本研究結果顯示,使用PVP 治療的患者術中出血量明顯更少,且手術時間、術后膀胱沖洗時間、術后導尿管留置時間及住院時間和使用TUPKRP 的患者相比更短,分析原因如下:①綠激光在汽化組織毛細血管的同時,兼具止血作用,有助于減少出血量;②綠激光所產生的汽化作用對水和血紅蛋白具有較高的吸收率,可保證術中術野清晰,降低操作難度,減少術中不必要的損傷,有縮短手術時間和術后恢復時間。且本研究通過對術后3 個月的排尿情況、前列腺體積、IPSS、QOL 評分的觀察顯示,兩種手術方式的患者比較差異無統計學意義,顯示兩種方式均可有效促進BPH患者排尿癥狀的恢復,改善預后,與張南飛等[27]研究具有相似性。

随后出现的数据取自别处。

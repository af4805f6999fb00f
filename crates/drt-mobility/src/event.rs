//! Task-boundary events.

use drt_core::{ChargerId, RequestId, SimTime, VehicleId};
use drt_schedule::TaskKind;

#[derive(Copy, Clone, Debug, PartialEq, Eq)]
pub enum TaskPhase {
    Started,
    Ended,
}

/// What the task was about, without the route payload.
#[derive(Copy, Clone, Debug, PartialEq, Eq)]
pub enum Activity {
    Stay,
    Drive,
    Pickup(RequestId),
    Dropoff(RequestId),
    /// `plugged` is `false` when every plug was taken and the session was
    /// forfeited.
    Charge { charger: ChargerId, plugged: bool },
}

impl Activity {
    pub(crate) fn of(kind: &TaskKind) -> Self {
        match *kind {
            TaskKind::Stay { .. } => Activity::Stay,
            TaskKind::Drive { .. } => Activity::Drive,
            TaskKind::Pickup { request } => Activity::Pickup(request),
            TaskKind::Dropoff { request } => Activity::Dropoff(request),
            TaskKind::Charge { charger } => Activity::Charge { charger, plugged: true },
        }
    }
}

/// One task starting or ending.  `at` is the scheduled boundary time.
#[derive(Copy, Clone, Debug, PartialEq)]
pub struct TaskEvent {
    pub vehicle: VehicleId,
    pub index: usize,
    pub phase: TaskPhase,
    pub activity: Activity,
    pub at: SimTime,
    /// Battery change applied when an energy-aware task ended.
    pub energy_kwh: Option<f64>,
}

impl TaskEvent {
    /// The request a Pickup or Dropoff serves.
    pub fn request(&self) -> Option<RequestId> {
        match self.activity {
            Activity::Pickup(r) | Activity::Dropoff(r) => Some(r),
            _ => None,
        }
    }
}
//! Evaluating and committing one request into one vehicle's schedule.
//!
//! New work is always appended: it is carved from the head of the
//! vehicle's trailing Stay, starting at the vehicle's available
//! position-time.  Committed tasks are never moved; a cancelled request is
//! taken back out with [`retract`].
//!
//! ```text
//! before:  … [Dropoff r1] [Stay ─────────────────────────────────────]
//! after:   … [Dropoff r1] [Drive] [Stay wait] [Pickup] [Drive] [Dropoff] [Stay ──]
//! ```

use drt_core::{NodeId, RequestId, SimTime, VehicleId};
use drt_demand::Request;
use drt_fleet::Vehicle;
use drt_schedule::{ScheduleError, Task, TaskKind, TaskStatus};
use drt_spatial::{RoadNetwork, Route, Router};

use crate::cost::CostInputs;
use crate::energy::{project_soc, task_energy};
use crate::{DispatchConfig, DispatchError, DispatchResult, RejectionReason};

/// Shared, read-only inputs of one evaluation.
pub struct InsertionContext<'a, R: Router> {
    pub network: &'a RoadNetwork,
    pub router: &'a R,
    pub config: &'a DispatchConfig,
    pub now: SimTime,
}

/// A feasible way to serve a request with one vehicle.
#[derive(Clone, Debug, PartialEq)]
pub struct Insertion {
    pub vehicle: VehicleId,
    /// Where the new tasks start in the schedule.
    pub depart: SimTime,
    /// `Drive, [Stay], Pickup, Drive, Dropoff`; zero-length drives omitted.
    pub tasks: Vec<Task>,
    pub pickup_at: SimTime,
    pub dropoff_at: SimTime,
    pub cost: f64,
}

/// Where the vehicle is and when new work may begin, plus the end of the
/// idle time available for it.
#[derive(Copy, Clone, Debug, PartialEq, Eq)]
pub(crate) struct Slot {
    pub node: NodeId,
    pub depart: SimTime,
    pub until: SimTime,
}

/// The part of the trailing Stay that is open for new work.
///
/// A Stay that has already started can only be cut strictly after its
/// begin, so work starts one second later when the vehicle has just gone
/// idle.
pub(crate) fn open_slot(vehicle: &Vehicle, now: SimTime) -> Option<Slot> {
    let (_, stay) = vehicle.schedule().trailing_stay()?;
    let (node, mut depart) = vehicle.available_position_time(now);
    match stay.status() {
        TaskStatus::Planned => {}
        TaskStatus::Started if depart == stay.begin => depart = depart.offset(1),
        TaskStatus::Started => {}
        TaskStatus::Performed => return None,
    }
    (depart < stay.end).then_some(Slot { node, depart, until: stay.end })
}

/// Route one leg.  A non-trivial route always takes at least a second so
/// the resulting Drive task is never empty.
pub(crate) fn route_leg<R: Router>(
    network: &RoadNetwork,
    router: &R,
    from: NodeId,
    to: NodeId,
    departure: SimTime,
) -> Option<Route> {
    match router.route(network, from, to, departure) {
        Ok(mut route) => {
            if !route.is_trivial() && route.arrival <= route.departure {
                route.arrival = route.departure.offset(1);
            }
            Some(route)
        }
        Err(e) => {
            tracing::debug!(%from, %to, error = %e, "leg not routable");
            None
        }
    }
}

/// Check whether `vehicle` can serve `request`, and at what cost.
pub fn evaluate<R: Router>(
    ctx: &InsertionContext<'_, R>,
    vehicle: &Vehicle,
    request: &Request,
) -> Result<Insertion, RejectionReason> {
    if vehicle.capacity == 0 {
        return Err(RejectionReason::NoSeats);
    }
    let slot = open_slot(vehicle, ctx.now).ok_or(RejectionReason::Unavailable)?;

    let to_origin = route_leg(ctx.network, ctx.router, slot.node, request.origin, slot.depart)
        .ok_or(RejectionReason::NoPath)?;
    let mut drive_secs = to_origin.travel_secs();
    let mut drive_m = to_origin.length_m;
    let mut t = to_origin.arrival;

    let mut tasks = Vec::with_capacity(5);
    if !to_origin.is_trivial() {
        tasks.push(Task::drive(to_origin));
    }
    if let Some(window) = request.window {
        if t > window.latest {
            return Err(RejectionReason::OutsideWindow { arrival: t, latest: window.latest });
        }
        if t < window.earliest {
            tasks.push(Task::stay(request.origin, t, window.earliest));
            t = window.earliest;
        }
    }

    let pickup_at = t;
    let pickup_end = pickup_at.offset(ctx.config.pickup_secs);
    tasks.push(Task::pickup(request.id, request.origin, pickup_at, pickup_end));

    let to_destination = route_leg(ctx.network, ctx.router, request.origin, request.destination, pickup_end)
        .ok_or(RejectionReason::NoPath)?;
    drive_secs += to_destination.travel_secs();
    drive_m += to_destination.length_m;
    let dropoff_at = to_destination.arrival;
    if !to_destination.is_trivial() {
        tasks.push(Task::drive(to_destination));
    }
    let dropoff_end = dropoff_at.offset(ctx.config.dropoff_secs);
    tasks.push(Task::dropoff(request.id, request.destination, dropoff_at, dropoff_end));

    if dropoff_end > slot.until {
        return Err(RejectionReason::BeyondHorizon { dropoff_end, horizon_end: slot.until });
    }

    if let Some(profile) = vehicle.profile() {
        tasks = tasks
            .into_iter()
            .map(|task| {
                let kwh = task_energy(profile, &task);
                task.with_energy(kwh)
            })
            .collect();
        if let Some(projection) = project_soc(vehicle, slot.depart, &tasks) {
            if !projection.is_feasible() {
                return Err(RejectionReason::EnergyInfeasible { min_soc_kwh: projection.min });
            }
        }
    }

    let cost = ctx.config.cost.evaluate(&CostInputs { now: ctx.now, pickup_at, drive_secs, drive_m });
    Ok(Insertion { vehicle: vehicle.id, depart: slot.depart, tasks, pickup_at, dropoff_at, cost })
}

/// Write `insertion` into the vehicle's schedule.
///
/// The candidate must have been evaluated against this vehicle's current
/// schedule; any structural mismatch is an
/// [`InvalidInsertion`](DispatchError::InvalidInsertion).
pub fn commit(insertion: Insertion, vehicle: &mut Vehicle) -> DispatchResult<()> {
    insert_tasks(vehicle, insertion.depart, insertion.tasks)
}

/// Carve `tasks`, back to back, from the Stay open at `depart`.
pub(crate) fn insert_tasks(vehicle: &mut Vehicle, depart: SimTime, tasks: Vec<Task>) -> DispatchResult<()> {
    let id = vehicle.id;
    let wrap = |source: ScheduleError| DispatchError::InvalidInsertion { vehicle: id, source };

    let schedule = vehicle.schedule_mut();
    let mut at = schedule.insertion_point(depart).map_err(wrap)?;
    for task in tasks {
        schedule.insert(task, at).map_err(wrap)?;
        at += 1;
    }
    Ok(())
}

/// Take a planned request back out of the vehicle's schedule.
///
/// Its pickup must not have started.  When only idle time follows the
/// dropoff, everything from the end of the previous commitment on becomes
/// one Stay again.  Otherwise later work starts where this trip ends, so
/// the drives are kept and only the pickup and dropoff are vacated.
pub fn retract(vehicle: &mut Vehicle, request: RequestId) -> DispatchResult<()> {
    let id = vehicle.id;
    let refuse = |reason: String| DispatchError::CannotRetract { request, vehicle: id, reason };

    let tasks = vehicle.schedule().tasks();
    let (Some(pickup), Some(dropoff)) = (
        tasks.iter().position(|t| t.kind == TaskKind::Pickup { request }),
        tasks.iter().position(|t| t.kind == TaskKind::Dropoff { request }),
    ) else {
        return Err(refuse("not in the schedule".into()));
    };
    if tasks[pickup].status() != TaskStatus::Planned {
        return Err(refuse(format!("pickup is already {:?}", tasks[pickup].status())));
    }

    let trailing = tasks[dropoff + 1..].iter().all(Task::is_stay);
    let schedule_err = |source: ScheduleError| refuse(source.to_string());
    if trailing {
        let mut first = pickup;
        while first > 0 {
            let prev = &tasks[first - 1];
            let approach = prev.is_stay() || matches!(prev.kind, TaskKind::Drive { .. });
            if !approach || prev.status() != TaskStatus::Planned {
                break;
            }
            first -= 1;
        }
        let idle_secs = vehicle.schedule().end().saturating_since(tasks[first].begin);
        let energy = vehicle.profile().map(|p| p.idle_energy(idle_secs));
        vehicle.schedule_mut().retract_from(first, energy).map_err(schedule_err)?;
    } else {
        let schedule = vehicle.schedule_mut();
        schedule.vacate(pickup).map_err(schedule_err)?;
        schedule.vacate(dropoff).map_err(schedule_err)?;
    }
    tracing::debug!(%request, vehicle = %id, trailing, "request retracted from schedule");
    Ok(())
}
//! `drt-sim`: step loop orchestrator for the rust_drt dispatch core.
//!
//! # Step loop
//!
//! ```text
//! for step in 0..config.total_steps:
//!   ① Release  : scripted requests whose submission time has come enter
//!                 the RequestRegistry as Unplanned.
//!   ② Execute  : ScheduleExecutor advances every vehicle's schedule to now
//!                 (parallel with the `parallel` feature); Charge tasks plug
//!                 into their charger.
//!   ③ Apply    : for each task event in ascending VehicleId order:
//!                   Pickup ended   → request picked up
//!                   Dropoff ended  → request Performed
//!   ④ Dispatch : every dispatch_interval_steps: Dispatcher::run_cycle,
//!                 then ChargingPlanner::plan.
//! ```
//!
//! # Cargo features
//!
//! | Feature    | Effect                                                     |
//! |------------|------------------------------------------------------------|
//! | `parallel` | Schedule execution and candidate evaluation on Rayon.      |
//! | `serde`    | Serde derives on configs, requests, and schedules.         |
//!
//! # Quick-start
//!
//! ```rust,ignore
//! use drt_core::{NodeId, SimConfig, SimTime};
//! use drt_fleet::FleetBuilder;
//! use drt_sim::{NoopObserver, SimBuilder};
//! use drt_spatial::DijkstraRouter;
//!
//! let fleet = FleetBuilder::new(SimTime(0), SimTime(86_400)).vehicle(NodeId(0), 4).build()?;
//! let mut sim = SimBuilder::new(SimConfig::default(), network, fleet, DijkstraRouter)
//!     .requests(requests)
//!     .build()?;
//! sim.run(&mut NoopObserver)?;
//! ```

pub mod builder;
pub mod error;
pub mod observer;
pub mod sim;
pub mod stats;

#[cfg(test)]
mod tests;

pub use builder::SimBuilder;
pub use error::{SimError, SimResult};
pub use observer::{NoopObserver, SimObserver};
pub use sim::Sim;
pub use stats::SimStats;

在安全性方面,本研究中使用PVP 治療的患者并發癥總發生率明顯比使用TUPKRP 的患者更低,主要是由于相對于等離子電切而言,綠激光對組織的損傷更小,且PVP 術中的沖洗液選擇的是生理鹽水,加上出血情況少,血竇開放數量少等因素,可避免電切綜合征的發生。但本研究由于時間限制,僅觀察了術后3 個月的恢復情況,針對更遠期的療效仍需擴大樣本量持續研究。

綜上所述,TUPKRP 和PVP 治療BPH 的效果相近,但PVP 損傷更小,術后恢復更快,且并發癥發生率更低,值得應用推廣。